EXCERPTED DATA ▸
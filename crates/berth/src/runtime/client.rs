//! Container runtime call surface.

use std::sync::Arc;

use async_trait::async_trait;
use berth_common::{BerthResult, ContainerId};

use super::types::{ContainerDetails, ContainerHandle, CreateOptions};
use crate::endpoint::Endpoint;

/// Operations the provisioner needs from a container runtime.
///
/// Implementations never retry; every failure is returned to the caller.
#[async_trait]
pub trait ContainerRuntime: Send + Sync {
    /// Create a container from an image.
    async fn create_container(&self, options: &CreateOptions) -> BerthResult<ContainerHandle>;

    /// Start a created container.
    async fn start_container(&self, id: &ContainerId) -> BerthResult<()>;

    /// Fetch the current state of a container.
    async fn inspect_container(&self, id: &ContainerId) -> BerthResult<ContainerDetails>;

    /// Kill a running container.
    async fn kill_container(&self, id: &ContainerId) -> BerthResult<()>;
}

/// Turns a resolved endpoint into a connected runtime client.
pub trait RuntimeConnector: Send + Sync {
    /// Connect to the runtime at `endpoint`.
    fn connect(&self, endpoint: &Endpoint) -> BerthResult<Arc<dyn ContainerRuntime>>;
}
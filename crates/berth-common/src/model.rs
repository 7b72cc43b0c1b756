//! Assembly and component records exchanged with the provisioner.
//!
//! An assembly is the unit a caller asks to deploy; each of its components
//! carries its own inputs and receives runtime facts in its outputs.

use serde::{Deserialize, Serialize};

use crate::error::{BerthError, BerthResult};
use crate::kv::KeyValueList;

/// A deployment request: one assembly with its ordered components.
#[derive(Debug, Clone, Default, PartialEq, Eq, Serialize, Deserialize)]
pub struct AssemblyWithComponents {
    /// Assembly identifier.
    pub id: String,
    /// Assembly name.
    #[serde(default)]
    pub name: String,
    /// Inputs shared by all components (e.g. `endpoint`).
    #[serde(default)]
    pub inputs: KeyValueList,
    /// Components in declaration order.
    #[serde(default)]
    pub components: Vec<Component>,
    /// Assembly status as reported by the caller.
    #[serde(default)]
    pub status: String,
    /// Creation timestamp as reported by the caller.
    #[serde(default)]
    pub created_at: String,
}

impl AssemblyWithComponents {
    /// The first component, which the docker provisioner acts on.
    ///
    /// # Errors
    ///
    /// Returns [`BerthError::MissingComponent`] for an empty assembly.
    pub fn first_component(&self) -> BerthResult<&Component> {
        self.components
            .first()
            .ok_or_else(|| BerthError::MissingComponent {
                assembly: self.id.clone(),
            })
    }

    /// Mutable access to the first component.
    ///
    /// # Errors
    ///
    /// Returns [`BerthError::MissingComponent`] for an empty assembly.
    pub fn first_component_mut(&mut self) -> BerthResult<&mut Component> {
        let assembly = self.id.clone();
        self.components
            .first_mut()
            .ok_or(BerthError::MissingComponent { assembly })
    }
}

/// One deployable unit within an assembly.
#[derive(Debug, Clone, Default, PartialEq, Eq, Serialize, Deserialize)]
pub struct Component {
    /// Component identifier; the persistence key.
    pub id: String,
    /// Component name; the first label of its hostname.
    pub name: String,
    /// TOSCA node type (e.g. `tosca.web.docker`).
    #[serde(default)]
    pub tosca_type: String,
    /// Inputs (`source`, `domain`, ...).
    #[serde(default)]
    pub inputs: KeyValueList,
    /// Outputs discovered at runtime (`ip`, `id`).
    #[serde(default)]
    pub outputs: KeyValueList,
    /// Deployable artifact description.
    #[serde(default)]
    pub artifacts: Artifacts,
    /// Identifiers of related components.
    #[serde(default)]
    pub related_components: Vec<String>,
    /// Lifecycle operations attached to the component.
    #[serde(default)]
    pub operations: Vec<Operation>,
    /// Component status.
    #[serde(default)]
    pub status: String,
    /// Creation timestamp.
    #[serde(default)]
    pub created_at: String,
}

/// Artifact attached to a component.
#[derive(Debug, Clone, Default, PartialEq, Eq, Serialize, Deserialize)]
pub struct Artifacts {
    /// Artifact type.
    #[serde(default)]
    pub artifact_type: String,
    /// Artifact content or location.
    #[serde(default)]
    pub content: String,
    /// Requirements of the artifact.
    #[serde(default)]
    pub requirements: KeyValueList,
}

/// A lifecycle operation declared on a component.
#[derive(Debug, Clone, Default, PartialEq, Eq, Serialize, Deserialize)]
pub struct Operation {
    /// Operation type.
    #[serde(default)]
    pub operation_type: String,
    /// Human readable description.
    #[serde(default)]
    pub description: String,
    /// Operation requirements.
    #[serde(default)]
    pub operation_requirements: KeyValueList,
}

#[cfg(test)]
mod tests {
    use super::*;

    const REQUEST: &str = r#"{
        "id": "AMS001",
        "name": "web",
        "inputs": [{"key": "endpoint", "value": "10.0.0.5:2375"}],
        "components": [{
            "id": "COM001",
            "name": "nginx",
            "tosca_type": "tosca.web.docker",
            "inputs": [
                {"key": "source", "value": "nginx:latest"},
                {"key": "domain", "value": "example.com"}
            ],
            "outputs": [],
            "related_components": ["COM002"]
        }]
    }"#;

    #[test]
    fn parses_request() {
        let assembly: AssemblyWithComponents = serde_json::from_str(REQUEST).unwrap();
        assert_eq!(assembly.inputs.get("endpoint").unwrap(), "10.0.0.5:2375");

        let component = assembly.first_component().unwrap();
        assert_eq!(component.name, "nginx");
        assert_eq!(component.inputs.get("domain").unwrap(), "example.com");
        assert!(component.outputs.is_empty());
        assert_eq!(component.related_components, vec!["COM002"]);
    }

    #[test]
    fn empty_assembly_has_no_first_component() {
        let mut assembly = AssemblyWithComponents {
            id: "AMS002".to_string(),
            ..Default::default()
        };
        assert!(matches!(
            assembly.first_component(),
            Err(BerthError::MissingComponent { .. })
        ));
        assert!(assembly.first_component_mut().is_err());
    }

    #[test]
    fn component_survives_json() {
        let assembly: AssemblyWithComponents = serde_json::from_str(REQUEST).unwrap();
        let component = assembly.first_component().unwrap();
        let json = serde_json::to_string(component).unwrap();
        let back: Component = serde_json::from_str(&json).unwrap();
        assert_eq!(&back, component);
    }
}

WHAT THE TASK ASKS ▸ Nothing is to be left out; reproduce each record exactly.

RESPONSE FOR THIS EXERCISE ▸
filename crates/berth/src/runtime/client.rs
//! Container runtime call surface.

use std::sync::Arc;

use async_trait::async_trait;
use berth_common::{BerthResult, ContainerId};

use super::types::{ContainerDetails, ContainerHandle, CreateOptions};
use crate::endpoint::Endpoint;

/// Operations the provisioner needs from a container runtime.
///
/// Implementations never retry; every failure is returned to the caller.
#[async_trait]
pub trait ContainerRuntime: Send + Sync {
    /// Create a container from an image.
    async fn create_container(&self, options: &CreateOptions) -> BerthResult<ContainerHandle>;

    /// Start a created container.
    async fn start_container(&self, id: &ContainerId) -> BerthResult<()>;

    /// Fetch the current state of a container.
    async fn inspect_container(&self, id: &ContainerId) -> BerthResult<ContainerDetails>;

    /// Kill a running container.
    async fn kill_container(&self, id: &ContainerId) -> BerthResult<()>;
}

/// Turns a resolved endpoint into a connected runtime client.
pub trait RuntimeConnector: Send + Sync {
    /// Connect to the runtime at `endpoint`.
    fn connect(&self, endpoint: &Endpoint) -> BerthResult<Arc<dyn ContainerRuntime>>;
}
filename crates/berth-common/src/model.rs
repository 7b72cc43b0c1b756
//! Assembly and component records exchanged with the provisioner.
//!
//! An assembly is the unit a caller asks to deploy; each of its components
//! carries its own inputs and receives runtime facts in its outputs.

use serde::{Deserialize, Serialize};

use crate::error::{BerthError, BerthResult};
use crate::kv::KeyValueList;

/// A deployment request: one assembly with its ordered components.
#[derive(Debug, Clone, Default, PartialEq, Eq, Serialize, Deserialize)]
pub struct AssemblyWithComponents {
    /// Assembly identifier.
    pub id: String,
    /// Assembly name.
    #[serde(default)]
    pub name: String,
    /// Inputs shared by all components (e.g. `endpoint`).
    #[serde(default)]
    pub inputs: KeyValueList,
    /// Components in declaration order.
    #[serde(default)]
    pub components: Vec<Component>,
    /// Assembly status as reported by the caller.
    #[serde(default)]
    pub status: String,
    /// Creation timestamp as reported by the caller.
    #[serde(default)]
    pub created_at: String,
}

impl AssemblyWithComponents {
    /// The first component, which the docker provisioner acts on.
    ///
    /// # Errors
    ///
    /// Returns [`BerthError::MissingComponent`] for an empty assembly.
    pub fn first_component(&self) -> BerthResult<&Component> {
        self.components
            .first()
            .ok_or_else(|| BerthError::MissingComponent {
                assembly: self.id.clone(),
            })
    }

    /// Mutable access to the first component.
    ///
    /// # Errors
    ///
    /// Returns [`BerthError::MissingComponent`] for an empty assembly.
    pub fn first_component_mut(&mut self) -> BerthResult<&mut Component> {
        let assembly = self.id.clone();
        self.components
            .first_mut()
            .ok_or(BerthError::MissingComponent { assembly })
    }
}

/// One deployable unit within an assembly.
#[derive(Debug, Clone, Default, PartialEq, Eq, Serialize, Deserialize)]
pub struct Component {
    /// Component identifier; the persistence key.
    pub id: String,
    /// Component name; the first label of its hostname.
    pub name: String,
    /// TOSCA node type (e.g. `tosca.web.docker`).
    #[serde(default)]
    pub tosca_type: String,
    /// Inputs (`source`, `domain`, ...).
    #[serde(default)]
    pub inputs: KeyValueList,
    /// Outputs discovered at runtime (`ip`, `id`).
    #[serde(default)]
    pub outputs: KeyValueList,
    /// Deployable artifact description.
    #[serde(default)]
    pub artifacts: Artifacts,
    /// Identifiers of related components.
    #[serde(default)]
    pub related_components: Vec<String>,
    /// Lifecycle operations attached to the component.
    #[serde(default)]
    pub operations: Vec<Operation>,
    /// Component status.
    #[serde(default)]
    pub status: String,
    /// Creation timestamp.
    #[serde(default)]
    pub created_at: String,
}

/// Artifact attached to a component.
#[derive(Debug, Clone, Default, PartialEq, Eq, Serialize, Deserialize)]
pub struct Artifacts {
    /// Artifact type.
    #[serde(default)]
    pub artifact_type: String,
    /// Artifact content or location.
    #[serde(default)]
    pub content: String,
    /// Requirements of the artifact.
    #[serde(default)]
    pub requirements: KeyValueList,
}

/// A lifecycle operation declared on a component.
#[derive(Debug, Clone, Default, PartialEq, Eq, Serialize, Deserialize)]
pub struct Operation {
    /// Operation type.
    #[serde(default)]
    pub operation_type: String,
    /// Human readable description.
    #[serde(default)]
    pub description: String,
    /// Operation requirements.
    #[serde(default)]
    pub operation_requirements: KeyValueList,
}

#[cfg(test)]
mod tests {
    use super::*;

    const REQUEST: &str = r#"{
        "id": "AMS001",
        "name": "web",
        "inputs": [{"key": "endpoint", "value": "10.0.0.5:2375"}],
        "components": [{
            "id": "COM001",
            "name": "nginx",
            "tosca_type": "tosca.web.docker",
            "inputs": [
                {"key": "source", "value": "nginx:latest"},
                {"key": "domain", "value": "example.com"}
            ],
            "outputs": [],
            "related_components": ["COM002"]
        }]
    }"#;

    #[test]
    fn parses_request() {
        let assembly: AssemblyWithComponents = serde_json::from_str(REQUEST).unwrap();
        assert_eq!(assembly.inputs.get("endpoint").unwrap(), "10.0.0.5:2375");

        let component = assembly.first_component().unwrap();
        assert_eq!(component.name, "nginx");
        assert_eq!(component.inputs.get("domain").unwrap(), "example.com");
        assert!(component.outputs.is_empty());
        assert_eq!(component.related_components, vec!["COM002"]);
    }

    #[test]
    fn empty_assembly_has_no_first_component() {
        let mut assembly = AssemblyWithComponents {
            id: "AMS002".to_string(),
            ..Default::default()
        };
        assert!(matches!(
            assembly.first_component(),
            Err(BerthError::MissingComponent { .. })
        ));
        assert!(assembly.first_component_mut().is_err());
    }

    #[test]
    fn component_survives_json() {
        let assembly: AssemblyWithComponents = serde_json::from_str(REQUEST).unwrap();
        let component = assembly.first_component().unwrap();
        let json = serde_json::to_string(component).unwrap();
        let back: Component = serde_json::from_str(&json).unwrap();
        assert_eq!(&back, component);
    }
}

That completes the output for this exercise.